Individual tree crown images were successfully extracted using crown segmentation methods and high-resolution remote sensing data. The objective of this study was to generate a 3D mesh model for each tree based on its crown image. To accomplish this, we designed TPRN to infer key structural parameters of trees parameters from top-view crown images. Subsequently, a parameter-based tree modeling approach was applied to construct the 3D geometric model of each tree using the extracted parameters.
Most existing image-based 3D tree reconstruction methods typically rely on frontal or multi-view images of individual trees. In contrast, our approach reconstructs tree models using top-view crown images from high-resolution remote sensing data. According to forestry research, there is a strong correlation between crown size and shape and key structural parameters of trees. Crown area and crown width are among the most commonly used variables for predicting DBH and tree height. For example, Hemery et al. [
36] analyzed 11 common broadleaf tree species in the UK and established linear relationships between DBH and crown spread. Similarly, Calama et al. [
37] incorporated regional variation in developing height–DBH models for stone pine. Gonzalez et al. [
38] used field measurement data to develop models that predict DBH and usable stem volume from pine crown area. Thus, our methodology for extracting structural parameters from crown images is supported by both theoretical and empirical evidence.

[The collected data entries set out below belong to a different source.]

//! Playback reconciliation engine.
//!
//! Bridges the synchronous-looking upstream playback API to a renderer whose
//! true state arrives late, out of order, or not at all:
//!
//! - [`clock`]: pausable position clock (local transport simulation)
//! - [`session`]: shared playback session state
//! - [`events`]: transport event classification
//! - [`mailbox`]: single-consumer command queue serializing all mutations
//! - `bridge`: renderer event handlers (advance detection, pause guard)
//! - `transition`: forced/fluid track transitions and preloading
//! - `drift`: periodic reconciliation of the clock against the renderer
//! - `watchdog`: end-of-track deadline and consistency sweep
//! - [`driver`]: upstream command facade ([`PlaybackDriver`])
//!
//! The worker task owns every mutation; renderer and media HTTP calls are
//! its only suspension points, during which further commands queue rather
//! than re-entering the reconciliation logic.

pub mod clock;
pub mod driver;
pub mod events;
pub mod mailbox;
pub mod session;

mod bridge;
mod drift;
mod facade;
mod transition;
mod watchdog;

#[cfg(test)]
pub(crate) mod testing;

use std::sync::Arc;
use std::time::Duration;

use tokio::sync::{mpsc, oneshot};
use tokio_util::sync::CancellationToken;

use crate::config::EngineConfig;
use crate::media::MediaResolver;
use crate::queue::TrackQueue;
use crate::renderer::DeviceTransport;
use crate::runtime::TokioSpawner;

use self::driver::StateListener;
use self::mailbox::{EngineCommand, EngineHandle};
use self::session::Session;
use self::watchdog::DeadlineTimer;

pub use self::driver::{LoggingStateListener, NoopStateListener, PlaybackDriver};
pub use self::events::TransportEvent;
pub use self::session::{PlaybackSnapshot, PlayerStatus, Volume};

/// Collaborators the engine is constructed from.
pub struct EngineDeps {
    /// Renderer command surface.
    pub device: Arc<dyn DeviceTransport>,
    /// Media resolution collaborator.
    pub resolver: Arc<dyn MediaResolver>,
    /// Upstream ordered-queue collaborator.
    pub queue: Arc<dyn TrackQueue>,
    /// Upstream status notification sink.
    pub listener: Arc<dyn StateListener>,
    /// Engine tunables.
    pub config: EngineConfig,
    /// Spawner for fire-and-forget background work.
    pub spawner: TokioSpawner,
}

/// Worker-side engine state. Owned by the mailbox consumer task.
pub(crate) struct EngineCore {
    pub(crate) session: Arc<Session>,
    pub(crate) device: Arc<dyn DeviceTransport>,
    pub(crate) resolver: Arc<dyn MediaResolver>,
    pub(crate) queue: Arc<dyn TrackQueue>,
    pub(crate) listener: Arc<dyn StateListener>,
    pub(crate) config: EngineConfig,
    pub(crate) spawner: TokioSpawner,
    /// Sender half of the own mailbox, for deadline postbacks.
    pub(crate) tx: mpsc::Sender<EngineCommand>,
    /// Armed end-of-track deadline, present iff the clock is running.
    pub(crate) deadline: Option<DeadlineTimer>,
    /// Bumped on every arm/cancel so stale fires queued in the mailbox
    /// are discarded.
    pub(crate) deadline_generation: u64,
    /// Pending forced-mode play confirmation, resolved by the next
    /// `Playing` event.
    pub(crate) pending_confirm: Option<oneshot::Sender<()>>,
}

/// Spawns the engine worker and its timer tasks, returning the handle.
pub fn spawn_engine(deps: EngineDeps) -> EngineHandle {
    let EngineDeps {
        device,
        resolver,
        queue,
        listener,
        config,
        spawner,
    } = deps;

    let session = Session::new(config.default_volume);
    let (tx, mut rx) = mpsc::channel(config.mailbox_capacity);
    let cancel = CancellationToken::new();

    let handle = EngineHandle {
        tx: tx.clone(),
        session: Arc::clone(&session),
        cancel: cancel.clone(),
    };

    let drift_interval = Duration::from_secs(config.drift_poll_interval_secs);
    let sweep_interval = Duration::from_secs(config.sweep_interval_secs);

    let mut core = EngineCore {
        session,
        device,
        resolver,
        queue,
        listener,
        config,
        spawner,
        tx,
        deadline: None,
        deadline_generation: 0,
        pending_confirm: None,
    };

    let worker_cancel = cancel.clone();
    tokio::spawn(async move {
        loop {
            tokio::select! {
                () = worker_cancel.cancelled() => break,
                command = rx.recv() => match command {
                    Some(command) => core.handle(command).await,
                    None => break,
                },
            }
        }
        core.cancel_deadline();
        log::debug!("[Engine] Worker stopped");
    });

    spawn_ticker(&handle, drift_interval, || EngineCommand::DriftTick);
    spawn_ticker(&handle, sweep_interval, || EngineCommand::SweepTick);

    handle
}

/// Spawns an interval task that enqueues a command every `period`.
fn spawn_ticker(
    handle: &EngineHandle,
    period: Duration,
    make_command: impl Fn() -> EngineCommand + Send + 'static,
) {
    let tx = handle.tx.clone();
    let cancel = handle.cancel.clone();
    tokio::spawn(async move {
        let mut interval = tokio::time::interval(period);
        // The first tick of tokio intervals fires immediately; skip it so the
        // first real tick lands one full period after startup.
        interval.tick().await;
        loop {
            tokio::select! {
                () = cancel.cancelled() => break,
                _ = interval.tick() => {
                    if tx.send(make_command()).await.is_err() {
                        break;
                    }
                }
            }
        }
    });
}

impl EngineCore {
    /// Dispatches one mailbox command. Runs to completion before the worker
    /// dequeues the next command.
    async fn handle(&mut self, command: EngineCommand) {
        match command {
            EngineCommand::Play {
                track,
                position_secs,
                reply,
            } => {
                let result = self.on_play(track, position_secs).await;
                let _ = reply.send(result);
            }
            EngineCommand::Pause { reply } => {
                let _ = reply.send(self.do_pause().await);
            }
            EngineCommand::Resume { reply } => {
                let _ = reply.send(self.do_resume().await);
            }
            EngineCommand::Stop { reply } => {
                let _ = reply.send(self.do_stop().await);
            }
            EngineCommand::Seek {
                position_secs,
                reply,
            } => {
                let _ = reply.send(self.do_seek(position_secs).await);
            }
            EngineCommand::SetVolume { volume, reply } => {
                let _ = reply.send(self.do_set_volume(volume).await);
            }
            EngineCommand::QueryVolume { reply } => {
                let _ = reply.send(self.do_query_volume().await);
            }
            EngineCommand::Notification(notification) => {
                self.on_notification(notification).await;
            }
            EngineCommand::DriftTick => self.drift_tick().await,
            EngineCommand::SweepTick => self.sweep_tick().await,
            EngineCommand::DeadlineElapsed(generation) => self.on_deadline(generation),
            EngineCommand::Flush(reply) => {
                let _ = reply.send(());
            }
        }
    }

    /// Updates the believed status, notifying upstream only on change.
    pub(crate) fn set_status(&self, status: session::PlayerStatus) {
        let changed = self.session.with(|s| {
            if s.status == status {
                false
            } else {
                s.status = status;
                true
            }
        });
        if changed {
            self.listener.on_status_changed(status);
        }
    }
}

4.2.1. Individual Tree Parameters
Before extracting parameters and performing parametric modeling of trees in forest scenes, it was necessary to define representative tree parameters that support model construction. Inspired by the parametric strategy of Weber et al., this study introduced a feature-parameter-based method for constructing tree models generation.
Tree parameters were classified into two main types: fixed category-level parameters and variable individual-level parameters. Category-level parameters are consistent across all trees of the same species, describing fundamental morphological and structural traits, including tree type, number of crown layers, number of lateral branches, and leaf size (see
Table 2 for examples). In contrast, individual-level parameters vary stochastically among trees, affecting overall proportions and height, thereby introducing diversity and realism to the generated models (examples listed in
Table 3).
Due to the limited structural detail contained in crown images and the relatively high dimensionality of the defined parameters, relying solely on crown images makes it challenging to accurately extract all necessary parameters. Therefore, species information was treated as a known input and combined with crown images as input to the TPRN model. This approach fixed the category-level parameters during training, reducing the complexity of the model and improving training efficiency. In the experimental dataset, the category-level parameter dictionaries for Chinese fir and eucalyptus were defined based on real-world images, while the individual-level parameters were randomly varied within a biologically reasonable range. This not only provides essential data for constructing 3D tree models but also enhances model diversity while maintaining overall structural consistency.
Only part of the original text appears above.